Since the 1990s, although the majority of Malian popular singers are still jelimusow, wassoulou's popularity has continued to grow. Wassoulou music is especially popular among youth. Although western audiences categorise wassoulou performers like Oumou Sangaré as feminists for criticizing practices like polygamy and arranged marriage, within Mali they are not viewed in that light because their messages, when they do not support the status quo of gender roles, are subtly expressed and ambiguously worded, thus keeping them open to a variety of interpretations and avoiding direct censure from Malian society.

=== The impact of the 2012 Coup d’état on Malian Music ===

Music was outlawed in August 2012 by MUJAO as a direct result of the Malian Coup d’état. Most musicians in the North fled the country alongside an estimated 500,000 fellow Malians. An announcement from MUJAO spokesman, Osama Ould Abdel Kader justified the ban stating that “We do not want Satan’s music. In its place there will be Quranic verse. Shari’a demands this”. Islam is a fundamental part of Malian society, which is intertwined with music. Music which was deemed “Un Islamic” has been at the centre of religious life in Mali which arguably connected national and religious identity. Music has been an effective means of socialisation and cohesion in Malian society. Due to the imposition of the Salafist doctrine by Ansar Dine, which was incongruous with traditional Malikite Sunni Islam which makes up most of the majority if the Islamic population in Mali. The doctrine of Mali questioned morality, religion, and everyday life for Malians. The more radical form of Salafism in Mali was seen on May 5, 2012, when Ansar al-Din attacked the tomb of Islamic saints in Timbuktu which was highly condemned by the government who issued a statement on national television describing the act as “unspeakable in the name of Islam”. Islamists proceeded to violently enforce the ban of music on Malian musicians. Ahmed Ag Kaedi, a famed Tuareg guitarist received a threat that he would lose his fingers if he ever played guitar again. Islamists further destroyed his guitars, microphones, and amps by dousing them in petrol and setting them alight.

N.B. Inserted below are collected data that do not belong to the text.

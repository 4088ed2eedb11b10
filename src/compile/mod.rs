//! Per-vendor program generation.
//!
//! A compiler drains a cursor's pending actions through `apply_next` and
//! renders one instruction per action from the post-apply cursor state,
//! so every motion line carries a fully resolved absolute target. Action
//! kinds the dialect cannot express become comments in the output rather
//! than errors.

mod gcode;
mod krl;
mod native;
mod rapid;
mod urscript;

pub use gcode::GCodeCompiler;
pub use krl::KrlCompiler;
pub use native::NativeCompiler;
pub use rapid::RapidCompiler;
pub use urscript::UrScriptCompiler;

use crate::cursor::RobotCursor;
use crate::error::Result;

pub trait Compiler {
    fn compile(&self, cursor: &mut RobotCursor, options: &CompileOptions)
        -> Result<Vec<ProgramFile>>;
}

#[derive(Debug, Clone)]
pub struct CompileOptions {
    pub program_name: String,
    /// Write motion targets inline instead of declaring named variables.
    pub inline_targets: bool,
    /// Compile only up to the current block marker instead of everything
    /// pending.
    pub block_only: bool,
}

impl Default for CompileOptions {
    fn default() -> Self {
        Self {
            program_name: "ArmatureProgram".to_string(),
            inline_targets: true,
            block_only: false,
        }
    }
}

/// One generated source file; a program is one or more of these.
#[derive(Debug, Clone)]
pub struct ProgramFile {
    pub name: String,
    pub extension: String,
    pub lines: Vec<String>,
}

impl ProgramFile {
    pub fn new(name: &str, extension: &str, lines: Vec<String>) -> Self {
        Self {
            name: name.to_string(),
            extension: extension.to_string(),
            lines,
        }
    }

    pub fn file_name(&self) -> String {
        format!("{}.{}", self.name, self.extension)
    }

    pub fn to_source(&self) -> String {
        let mut source = self.lines.join("\n");
        source.push('\n');
        source
    }
}

/// How many pending actions this compile pass consumes.
pub(crate) fn compile_count(cursor: &RobotCursor, options: &CompileOptions) -> usize {
    if options.block_only {
        cursor.pending_block_count()
    } else {
        cursor.pending_count()
    }
}

/// Header comment block prepended to every generated file.
pub(crate) fn banner(comment: &str, program_name: &str) -> Vec<String> {
    let stamp = chrono::Local::now().format("%Y-%m-%d %H:%M:%S");
    vec![
        format!("{} Program \"{}\"", comment, program_name),
        format!(
            "{} Generated by armature v{} on {}",
            comment,
            env!("CARGO_PKG_VERSION"),
            stamp
        ),
        String::new(),
    ]
}

/// Turn a numeric value into an identifier-safe fragment: `50` -> "50",
/// `0.5` -> "0_5", `-2.5` -> "n2_5".
pub(crate) fn safe_double(value: f64) -> String {
    format!("{}", value).replace('-', "n").replace('.', "_")
}

/// Trim a formatted float to at most `digits` decimals without trailing
/// zeros, keeping generated programs readable and diff-stable.
pub(crate) fn fmt_f64(value: f64, digits: usize) -> String {
    let mut s = format!("{:.*}", digits, value);
    if s.contains('.') {
        while s.ends_with('0') {
            s.pop();
        }
        if s.ends_with('.') {
            s.pop();
        }
    }
    // normalize negative zero
    if s == "-0" {
        s = "0".to_string();
    }
    s
}

#[cfg(test)]
mod tests {
    use super::*;

    #[test]
    fn safe_double_sanitizes() {
        assert_eq!(safe_double(50.0), "50");
        assert_eq!(safe_double(0.5), "0_5");
        assert_eq!(safe_double(-2.5), "n2_5");
    }

    #[test]
    fn fmt_f64_trims() {
        assert_eq!(fmt_f64(12.5, 3), "12.5");
        assert_eq!(fmt_f64(12.0, 3), "12");
        assert_eq!(fmt_f64(-0.0001, 3), "0");
        assert_eq!(fmt_f64(0.123456, 4), "0.1235");
    }
}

As a result of the conflict, Malian artists gained widespread attention to its music scene with artists such as the Songhoy Blues, gaining recognition from Julian Casablancas and Iggy Pop. The band as a direct result of the Coup d’etat had to go into exile however they continued to create music. The band collaborated with Iggy pop on the song ‘Sahara’ which featured on their critically acclaimed album ‘Résistance’. Featured on their album “Optimisme’, the song ‘Barre’ provides optimistic lyrics such as ‘Youth! Let’s rise or this change!”. Songhoy Blues Guitarist Aliou Touré stated that the track was about change and how it must be implemented in Mali and that the older generation must give space to the new generation. The Songhoy blues affirmed that the bands’ goal was to spread Malian culture in the form of music and to promote peace and unity.

Referring to North Mali, Vieux Farka Touré, son of the critically acclaimed guitarist Ali Farka Touré, stated “There's no music up there anymore. You can't switch on a radio or a TV, even at home." Malian Guitarist Anansy Cissé’s album ‘Anoura’ reached number 1 for May 2021 at the World Music charts for 2021. The album includes issues such as poverty, righteous conduct, and an indirect commentary on Mali’s parlous political situation. Anansy’s music implements Malian culture with the use of traditional instruments such as the ‘ngoni’ and ‘calabash’. In 2018 Cissé was to play at peace festival in his hometown of Diré, Timbuktu when he and his band were held captive and their musical instruments destroyed by an armed gang. The aftermath of 2012 is present in contemporary Malian music as musicians aim for artistic freedom and the promotion of peace and unity in Mali. Vieux Farka Touré has been quoted as saying that “Without music, Mali will cease to exist”. Musicians in Mali continue to create music even in the face of persecution and violence. Mali traditionally has been renowned for its musical roots especially by the “Desert blues” guitarist Ali Farka Touré. Post-2012, the musical prohibition of Mali has indirectly promoted Malian music by its exposure to western mainstream music.